Von Conn Hallinan, Foreign Policy in Focus (englisch) / Deutsche Zusammenfassung: Werner Ruf


“Die Berichte, die aus Mali durchsickern sind erschreckend: Ein junges Paar zu Tode gesteinigt, uralte Heiligtümer zerstört, rd. 365.000 Flüchtlinge, Auspeitschungen wegen der leisesten Verstöße gegen die Sharia ...“ So beginnt Hallinan seine Analyse der Vorgänge in diesem westafrikanischen Land. Die dortige Krise führt er zurück auf die Politik der Bush-Administration, die im Sahel-Raum ein Nest des Terrorismus entdeckt zu haben behauptete und mit ihrer Trans-Saharan Counter Terrrorism Initiative und dann mit der Gründung von des African Command (Africom) am 6. Februar 2007 Mengen von Waffen und Spezialkräfte in die Region brachte. Er verweist auf den bekannten britischen Anthropologen Jeremy Keenan, eine profunden Kenner der Region, um seine These zu stützen, dass es keinen Anhaltspunkt für Terrorismus gab, wohl aber Interessen an den in der Region entdeckten Ölfeldern und vor allem Ängste wegen des Vordringens Chinas in diesem Raum.

Sicherlich gab es in der Region den einen oder anderen (terroristischen) Gewaltakt, doch solche Akte hatten nichts zu tun mit einem internationalen Netzwerk wie al Qaeda. Dieses Etikett werde ohnehin nach Bedarf bestimmten Gruppen zugewiesen oder auch wieder entzogen. In Wirklichkeit hat die Krise in Mali tiefe ethnische (und ökonomische, W.R.) Wurzeln: Die nomadischen Tuareg hatten lange den transsaharischen Handel kontrolliert, hatten lange für mehr Autonomie gekämpft. Der Sturz Gadhafis eröffnete ihnen – wie auch islamistischen Gruppen – die Möglichkeit zu massiver Bewaffnung. Die Tuareg vertreiben die malische Armee aus dem Norden des Landes. Inzwischen terrorisieren Gruppen, die sich islamistisch nennen, die Bevölkerung, sie haben auch die Tuareg weitgehend aus dem Gebiet vertrieben.

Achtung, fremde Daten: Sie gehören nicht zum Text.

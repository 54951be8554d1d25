//! Key-value (Redis-like) capability.
//!
//! Command names recorded by the proxy are the upper-case Redis command
//! names (`GET`, `HSET`, ...).

use std::collections::HashMap;
use std::time::Duration;

use async_trait::async_trait;
use probedb_core::{
    Category, Classifier, InstrumentConfig, Instrumented, Operation, Payload,
    SharedMetricsRegistry, TableClassifier,
};

/// Commands that only read.
pub const READ_COMMANDS: &[&str] = &[
    "GET", "EXISTS", "TTL", "HGET", "HGETALL", "LRANGE", "SMEMBERS",
];

/// Commands that modify data.
pub const WRITE_COMMANDS: &[&str] = &[
    "SET", "SETEX", "DEL", "INCRBY", "EXPIRE", "HSET", "HDEL", "LPUSH", "RPUSH", "LPOP", "SADD",
    "SREM",
];

/// Commands that reset the keyspace.
pub const ADMIN_COMMANDS: &[&str] = &["FLUSHDB"];

/// Operations a Redis-like client exposes.
#[async_trait]
pub trait KeyValueBackend: Send + Sync {
    /// Backend error, surfaced unchanged by proxies.
    type Error: std::error::Error + Send + Sync + 'static;

    /// Check connectivity.
    async fn ping(&self) -> Result<(), Self::Error>;

    /// Get a string value.
    async fn get(&self, key: &str) -> Result<Option<Vec<u8>>, Self::Error>;

    /// Set a string value, clearing any expiry.
    async fn set(&self, key: &str, value: &[u8]) -> Result<(), Self::Error>;

    /// Set a string value that expires after `ttl`.
    async fn set_ex(&self, key: &str, value: &[u8], ttl: Duration) -> Result<(), Self::Error>;

    /// Delete keys, returning how many existed.
    async fn del(&self, keys: &[&str]) -> Result<u64, Self::Error>;

    /// Count how many of `keys` exist.
    async fn exists(&self, keys: &[&str]) -> Result<u64, Self::Error>;

    /// Add `delta` to an integer value, returning the new value.
    async fn incr_by(&self, key: &str, delta: i64) -> Result<i64, Self::Error>;

    /// Set an expiry. Returns false if the key does not exist.
    async fn expire(&self, key: &str, ttl: Duration) -> Result<bool, Self::Error>;

    /// Remaining time to live; `None` for missing or persistent keys.
    async fn ttl(&self, key: &str) -> Result<Option<Duration>, Self::Error>;

    /// Set a hash field. Returns true if the field is new.
    async fn hset(&self, key: &str, field: &str, value: &[u8]) -> Result<bool, Self::Error>;

    /// Get a hash field.
    async fn hget(&self, key: &str, field: &str) -> Result<Option<Vec<u8>>, Self::Error>;

    /// Get all fields of a hash.
    async fn hgetall(&self, key: &str) -> Result<HashMap<String, Vec<u8>>, Self::Error>;

    /// Delete hash fields, returning how many existed.
    async fn hdel(&self, key: &str, fields: &[&str]) -> Result<u64, Self::Error>;

    /// Prepend values to a list, returning its new length.
    async fn lpush(&self, key: &str, values: &[&[u8]]) -> Result<u64, Self::Error>;

    /// Append values to a list, returning its new length.
    async fn rpush(&self, key: &str, values: &[&[u8]]) -> Result<u64, Self::Error>;

    /// Remove and return the first element of a list.
    async fn lpop(&self, key: &str) -> Result<Option<Vec<u8>>, Self::Error>;

    /// List elements between `start` and `stop` inclusive; negative indexes
    /// count from the end.
    async fn lrange(&self, key: &str, start: i64, stop: i64) -> Result<Vec<Vec<u8>>, Self::Error>;

    /// Add set members, returning how many were new.
    async fn sadd(&self, key: &str, members: &[&str]) -> Result<u64, Self::Error>;

    /// Remove set members, returning how many existed.
    async fn srem(&self, key: &str, members: &[&str]) -> Result<u64, Self::Error>;

    /// All set members.
    async fn smembers(&self, key: &str) -> Result<Vec<String>, Self::Error>;

    /// Remove every key.
    async fn flushdb(&self) -> Result<(), Self::Error>;
}

/// Default command table: reads are DQL, writes DML, `FLUSHDB` DDL.
pub fn default_classifier() -> TableClassifier {
    TableClassifier::new()
        .with_all(READ_COMMANDS, Category::DQL)
        .with_all(WRITE_COMMANDS, Category::DML)
        .with_all(ADMIN_COMMANDS, Category::DDL)
}

/// Wrap a key-value backend with the default command table.
pub fn instrument<B: KeyValueBackend>(
    backend: B,
    registry: SharedMetricsRegistry,
) -> Instrumented<B, TableClassifier> {
    Instrumented::new(backend, registry, default_classifier())
        .with_config(InstrumentConfig::new("redis"))
}

fn text(bytes: &[u8]) -> String {
    String::from_utf8_lossy(bytes).into_owned()
}

#[async_trait]
impl<B, C> KeyValueBackend for Instrumented<B, C>
where
    B: KeyValueBackend,
    C: Classifier,
{
    type Error = B::Error;

    async fn ping(&self) -> Result<(), Self::Error> {
        self.observe(
            Operation::named("PING"),
            Payload::new,
            self.inner().ping(),
            |_| Payload::new(),
        )
        .await
    }

    async fn get(&self, key: &str) -> Result<Option<Vec<u8>>, Self::Error> {
        self.observe(
            Operation::named("GET"),
            || Payload::new().arg("key", key),
            self.inner().get(key),
            |value| Payload::new().arg("value", &value.as_deref().map(text)),
        )
        .await
    }

    async fn set(&self, key: &str, value: &[u8]) -> Result<(), Self::Error> {
        self.observe(
            Operation::named("SET"),
            || Payload::new().arg("key", key).arg("value", &text(value)),
            self.inner().set(key, value),
            |_| Payload::new(),
        )
        .await
    }

    async fn set_ex(&self, key: &str, value: &[u8], ttl: Duration) -> Result<(), Self::Error> {
        self.observe(
            Operation::named("SETEX"),
            || {
                Payload::new()
                    .arg("key", key)
                    .arg("value", &text(value))
                    .arg("ttl_ms", &(ttl.as_millis() as u64))
            },
            self.inner().set_ex(key, value, ttl),
            |_| Payload::new(),
        )
        .await
    }

    async fn del(&self, keys: &[&str]) -> Result<u64, Self::Error> {
        self.observe(
            Operation::named("DEL"),
            || Payload::new().arg("keys", keys),
            self.inner().del(keys),
            |n| Payload::new().arg("deleted", n),
        )
        .await
    }

    async fn exists(&self, keys: &[&str]) -> Result<u64, Self::Error> {
        self.observe(
            Operation::named("EXISTS"),
            || Payload::new().arg("keys", keys),
            self.inner().exists(keys),
            |n| Payload::new().arg("count", n),
        )
        .await
    }

    async fn incr_by(&self, key: &str, delta: i64) -> Result<i64, Self::Error> {
        self.observe(
            Operation::named("INCRBY"),
            || Payload::new().arg("key", key).arg("delta", &delta),
            self.inner().incr_by(key, delta),
            |v| Payload::new().arg("value", v),
        )
        .await
    }

    async fn expire(&self, key: &str, ttl: Duration) -> Result<bool, Self::Error> {
        self.observe(
            Operation::named("EXPIRE"),
            || {
                Payload::new()
                    .arg("key", key)
                    .arg("ttl_ms", &(ttl.as_millis() as u64))
            },
            self.inner().expire(key, ttl),
            |set| Payload::new().arg("set", set),
        )
        .await
    }

    async fn ttl(&self, key: &str) -> Result<Option<Duration>, Self::Error> {
        self.observe(
            Operation::named("TTL"),
            || Payload::new().arg("key", key),
            self.inner().ttl(key),
            |ttl| Payload::new().arg("ttl_ms", &ttl.map(|d| d.as_millis() as u64)),
        )
        .await
    }

    async fn hset(&self, key: &str, field: &str, value: &[u8]) -> Result<bool, Self::Error> {
        self.observe(
            Operation::named("HSET"),
            || {
                Payload::new()
                    .arg("key", key)
                    .arg("field", field)
                    .arg("value", &text(value))
            },
            self.inner().hset(key, field, value),
            |created| Payload::new().arg("created", created),
        )
        .await
    }

    async fn hget(&self, key: &str, field: &str) -> Result<Option<Vec<u8>>, Self::Error> {
        self.observe(
            Operation::named("HGET"),
            || Payload::new().arg("key", key).arg("field", field),
            self.inner().hget(key, field),
            |value| Payload::new().arg("value", &value.as_deref().map(text)),
        )
        .await
    }

    async fn hgetall(&self, key: &str) -> Result<HashMap<String, Vec<u8>>, Self::Error> {
        self.observe(
            Operation::named("HGETALL"),
            || Payload::new().arg("key", key),
            self.inner().hgetall(key),
            |fields| {
                let fields: HashMap<&str, String> = fields
                    .iter()
                    .map(|(k, v)| (k.as_str(), text(v)))
                    .collect();
                Payload::new().arg("fields", &fields)
            },
        )
        .await
    }

    async fn hdel(&self, key: &str, fields: &[&str]) -> Result<u64, Self::Error> {
        self.observe(
            Operation::named("HDEL"),
            || Payload::new().arg("key", key).arg("fields", fields),
            self.inner().hdel(key, fields),
            |n| Payload::new().arg("deleted", n),
        )
        .await
    }

    async fn lpush(&self, key: &str, values: &[&[u8]]) -> Result<u64, Self::Error> {
        self.observe(
            Operation::named("LPUSH"),
            || list_request(key, values),
            self.inner().lpush(key, values),
            |len| Payload::new().arg("length", len),
        )
        .await
    }

    async fn rpush(&self, key: &str, values: &[&[u8]]) -> Result<u64, Self::Error> {
        self.observe(
            Operation::named("RPUSH"),
            || list_request(key, values),
            self.inner().rpush(key, values),
            |len| Payload::new().arg("length", len),
        )
        .await
    }

    async fn lpop(&self, key: &str) -> Result<Option<Vec<u8>>, Self::Error> {
        self.observe(
            Operation::named("LPOP"),
            || Payload::new().arg("key", key),
            self.inner().lpop(key),
            |value| Payload::new().arg("value", &value.as_deref().map(text)),
        )
        .await
    }

    async fn lrange(&self, key: &str, start: i64, stop: i64) -> Result<Vec<Vec<u8>>, Self::Error> {
        self.observe(
            Operation::named("LRANGE"),
            || {
                Payload::new()
                    .arg("key", key)
                    .arg("start", &start)
                    .arg("stop", &stop)
            },
            self.inner().lrange(key, start, stop),
            |values| {
                let values: Vec<String> = values.iter().map(|v| text(v)).collect();
                Payload::new().arg("values", &values)
            },
        )
        .await
    }

    async fn sadd(&self, key: &str, members: &[&str]) -> Result<u64, Self::Error> {
        self.observe(
            Operation::named("SADD"),
            || Payload::new().arg("key", key).arg("members", members),
            self.inner().sadd(key, members),
            |n| Payload::new().arg("added", n),
        )
        .await
    }

    async fn srem(&self, key: &str, members: &[&str]) -> Result<u64, Self::Error> {
        self.observe(
            Operation::named("SREM"),
            || Payload::new().arg("key", key).arg("members", members),
            self.inner().srem(key, members),
            |n| Payload::new().arg("removed", n),
        )
        .await
    }

    async fn smembers(&self, key: &str) -> Result<Vec<String>, Self::Error> {
        self.observe(
            Operation::named("SMEMBERS"),
            || Payload::new().arg("key", key),
            self.inner().smembers(key),
            |members| Payload::new().arg("members", members),
        )
        .await
    }

    async fn flushdb(&self) -> Result<(), Self::Error> {
        self.observe(
            Operation::named("FLUSHDB"),
            Payload::new,
            self.inner().flushdb(),
            |_| Payload::new(),
        )
        .await
    }
}

fn list_request(key: &str, values: &[&[u8]]) -> Payload {
    let values: Vec<String> = values.iter().map(|v| text(v)).collect();
    Payload::new().arg("key", key).arg("values", &values)
}

#[cfg(test)]
mod tests {
    use super::*;

    #[test]
    fn test_default_classifier() {
        let classifier = default_classifier();
        assert_eq!(classifier.classify(&Operation::named("GET")), Category::DQL);
        assert_eq!(classifier.classify(&Operation::named("HSET")), Category::DML);
        assert_eq!(classifier.classify(&Operation::named("FLUSHDB")), Category::DDL);
        assert_eq!(classifier.classify(&Operation::named("PING")), Category::OTHER);
    }

    #[test]
    fn test_command_tables_disjoint() {
        for read in READ_COMMANDS {
            assert!(!WRITE_COMMANDS.contains(read), "{} listed twice", read);
        }
    }
}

Inzwischen brechen über die Region die nicht beabsichtigten Folgen des Krieges gegen Libyen herein. Auch die von den USA ausgebildeten Offiziere der Armeen der Sahel-Länder zeigen nun ihre erworbenen Kompetenzen in Putschen. „Terrorismus“ in Afrika nährt sich aus lokalen Bedingungen, nicht aus einem internationalen jihadistischen Programm. Während Hunderte Millionen Dollar für den Kampf gegen den Terrorismus ausgegeben werden und die USA das Militär dutzender von Staaten der Region ausbilden, ist nicht klar, welche der unzähligen schwelenden Konflikte in der Region noch akut werden können. Aber „Bajonette werden die Quellen von Terrorismus und Instabilität in Afrika nicht austrocknen können! Vielmehr werden militärische Lösungen zur Rekrutierung von Soldaten für Gruppen wie al Qaida im Islamischen Maghreb (AQMI) führen. Afrika braucht nicht mehr Waffen – es braucht Hilfe, Entwicklung und Programme, die wesentliche Teile der Bevölkerung ... aus der Armut herausführen.“

Werner Ruf

Mali’s War: The Wages of Sin

By Conn M. Hallinan *

The reports filtering out of Northern Mali are appalling: a young couple stoned to death, iconic ancient shrines dismantled, and some 365,000 refugees fleeing beatings and whippings for the slightest violations of Sharia law. But the bad dream unfolding in this West African country is less the product of a radical version of Islam than a consequence of the West's scramble for resources on this vast continent, and the wages of sin from the recent Libyan war.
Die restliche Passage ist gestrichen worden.